NEW YORK (GenomeWeb News) – The National Institutes of Health is nearing completion on its Genetic Testing Registry (GTR), a portal that will be a reference for healthcare providers and, eventually, consumers, about the genetic tests available on the marketplace. NIH is currently accepting public comments on the registry regarding how the genetic test data should be organized and enhanced and how it will be used.

The National Center for Biotechnology Information (NCBI), which is developing and will house the online database, should have it completed and running by the end of 2011, according to Kathy Hudson, NIH's deputy director for science, outreach. NCBI currently is completing work on the components of the portal and how the genetic test data will be displayed, and likely will incorporate information provided by the public into its final development, Hudson told GenomeWeb Daily News in a recent e-mail.

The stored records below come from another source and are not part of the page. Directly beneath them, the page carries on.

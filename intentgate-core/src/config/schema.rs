//! Configuration schema.
//!
//! Every section is optional; an empty mapping (`schema: 1`) yields the
//! built-in defaults from [`super::defaults`].

use std::path::PathBuf;
use std::time::Duration;

use serde::Deserialize;

use super::defaults::*;

fn default_schema() -> u32 {
    1
}

/// Top-level configuration.
#[derive(Debug, Clone, Deserialize)]
pub struct Config {
    /// Schema version. Only `1` is supported.
    #[serde(default = "default_schema")]
    pub schema: u32,

    /// Tool names whose results count as trusted evidence.
    #[serde(default)]
    pub trusted_tools: Vec<String>,

    #[serde(default)]
    pub user_prompt_marker: MarkerConfig,

    #[serde(default)]
    pub oracle: OracleConfig,

    #[serde(default)]
    pub state: StateConfig,

    #[serde(default)]
    pub intercept: InterceptConfig,

    #[serde(default)]
    pub audit: AuditConfig,

    #[serde(default)]
    pub server: ServerConfig,
}

impl Default for Config {
    fn default() -> Self {
        Self {
            schema: default_schema(),
            trusted_tools: Vec::new(),
            user_prompt_marker: MarkerConfig::default(),
            oracle: OracleConfig::default(),
            state: StateConfig::default(),
            intercept: InterceptConfig::default(),
            audit: AuditConfig::default(),
            server: ServerConfig::default(),
        }
    }
}

// ─────────────────────────────────────────────────────────────────────────────
// Sections
// ─────────────────────────────────────────────────────────────────────────────

/// Delimiters around user intent in user messages.
#[derive(Debug, Clone, PartialEq, Eq, Deserialize)]
#[serde(default)]
pub struct MarkerConfig {
    pub open: String,
    pub close: String,
}

impl Default for MarkerConfig {
    fn default() -> Self {
        Self {
            open: DEFAULT_MARKER_OPEN.to_string(),
            close: DEFAULT_MARKER_CLOSE.to_string(),
        }
    }
}

/// Which oracle adapter to build.
#[derive(Debug, Clone, Copy, PartialEq, Eq, Default, Deserialize)]
#[serde(rename_all = "lowercase")]
pub enum OracleBackend {
    /// OpenAI-compatible `/chat/completions`.
    #[default]
    OpenAi,
    /// Scripted local oracle; answers every query with `mock_reply`.
    Mock,
}

#[derive(Debug, Clone, Deserialize)]
#[serde(default)]
pub struct OracleConfig {
    pub backend: OracleBackend,
    pub base_url: String,
    pub model: String,
    /// Name of the environment variable holding the bearer token.
    pub api_key_env: String,
    pub max_tokens: u32,
    pub temperature: f32,
    #[serde(deserialize_with = "super::duration_format::deserialize")]
    pub timeout: Duration,
    /// Reply used by the mock backend (default `True`).
    pub mock_reply: Option<String>,
}

impl Default for OracleConfig {
    fn default() -> Self {
        Self {
            backend: OracleBackend::OpenAi,
            base_url: DEFAULT_ORACLE_BASE_URL.to_string(),
            model: DEFAULT_ORACLE_MODEL.to_string(),
            api_key_env: DEFAULT_API_KEY_ENV.to_string(),
            max_tokens: DEFAULT_MAX_TOKENS,
            temperature: DEFAULT_TEMPERATURE,
            timeout: IntentGateDefaults::default().oracle_timeout,
            mock_reply: None,
        }
    }
}

#[derive(Debug, Clone, Deserialize)]
#[serde(default)]
pub struct StateConfig {
    /// JSON state file toggled by the editor extension or `intentgate state`.
    pub path: PathBuf,
    #[serde(deserialize_with = "super::duration_format::deserialize")]
    pub poll_interval: Duration,
}

impl Default for StateConfig {
    fn default() -> Self {
        Self {
            path: PathBuf::from(DEFAULT_STATE_PATH),
            poll_interval: IntentGateDefaults::default().state_poll_interval,
        }
    }
}

/// Which flows are subject to gating.
#[derive(Debug, Clone, Deserialize)]
#[serde(default)]
pub struct InterceptConfig {
    /// Host suffixes, matched on label boundaries.
    pub hosts: Vec<String>,
    pub path_prefix: String,
}

impl Default for InterceptConfig {
    fn default() -> Self {
        Self {
            hosts: vec![DEFAULT_INTERCEPT_HOST.to_string()],
            path_prefix: DEFAULT_INTERCEPT_PATH_PREFIX.to_string(),
        }
    }
}

#[derive(Debug, Clone, Deserialize)]
#[serde(default)]
pub struct AuditConfig {
    /// Directory for one JSON file per decision. Unset disables file output.
    pub directory: Option<PathBuf>,
    /// Emit a structured log line per decision.
    pub log_decisions: bool,
}

impl Default for AuditConfig {
    fn default() -> Self {
        Self {
            directory: None,
            log_decisions: true,
        }
    }
}

#[derive(Debug, Clone, Deserialize)]
#[serde(default)]
pub struct ServerConfig {
    /// Listen address of the filter service.
    pub bind: String,
}

impl Default for ServerConfig {
    fn default() -> Self {
        Self {
            bind: DEFAULT_BIND.to_string(),
        }
    }
}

The GTR was proposed in 2010 based on recommendations from the now-defunct Secretary's Advisory Committee on Genetics, Health, and Society that a registry was needed to provide healthcare workers and the public information about genetic tests that are marketed directly to the medical community and consumers and are not regulated by the US Food and Drug Administration.

"The registry should offer a one-stop shop for healthcare providers interested genetic tests," said Greg Feero, senior advisor to National Human Genome Research Institute director for genomic medicine, in a recent statement. "GTR will enhance the ability of all healthcare providers to take appropriate advantage of the burgeoning number of genetic tests available for common and rare diseases, as well as pharmacogenomics."

A voluntary registry, the GTR could hold data on as many as 9,360 tests from up to 770 different labs, NIH estimated based on an analysis of the Gene Tests Laboratory Directory.

In the ongoing public comment period, which lasts until late September, NIH specifically is seeking comments on four areas: whether collecting genetic testing is necessary and will add value; how the quality and usefulness of the data can be enhanced; how to make the technology easy to use for online submissions; and how much time and resources participants would need to spend submitting the tests.

Currently, NIH estimates that it should take submitters an average of 30 minutes per test to provide the minimum information for the registry, which includes responding to 31 questions, and around 2.5 hours to answer more optional questions.

The GTR submitters will include national and international clinical labs, test makers, researchers, and entities that report and interpret tests that are performed elsewhere.

Hudson told GWDN that information from public meetings held in 2010 has already been used to refine the registry, and an emphasis has been placed on enhancing its usability.

"For example, some data elements, such as patent information and test turnaround time, will not be captured in the registry, at least in its initial version," she said.

She added that many data fields will use pull-down menus, and a number of fields will be automatically populated.

"For instance, once a submitter fills out the condition for which a test is used, several related fields (e.g., disease identifiers, synonyms, acronyms and disease types,) will be populated by the system," she said.

Hudson said that initially healthcare providers will be the GTR's primary audience, but in subsequent phases NIH will assess how or whether the registry could be used to meet the needs of patients and the general public. She also suggested that the GTR could serve as a source of information about the availability of a particular test, or its purpose and limitations, for well-informed members of the public and for researchers.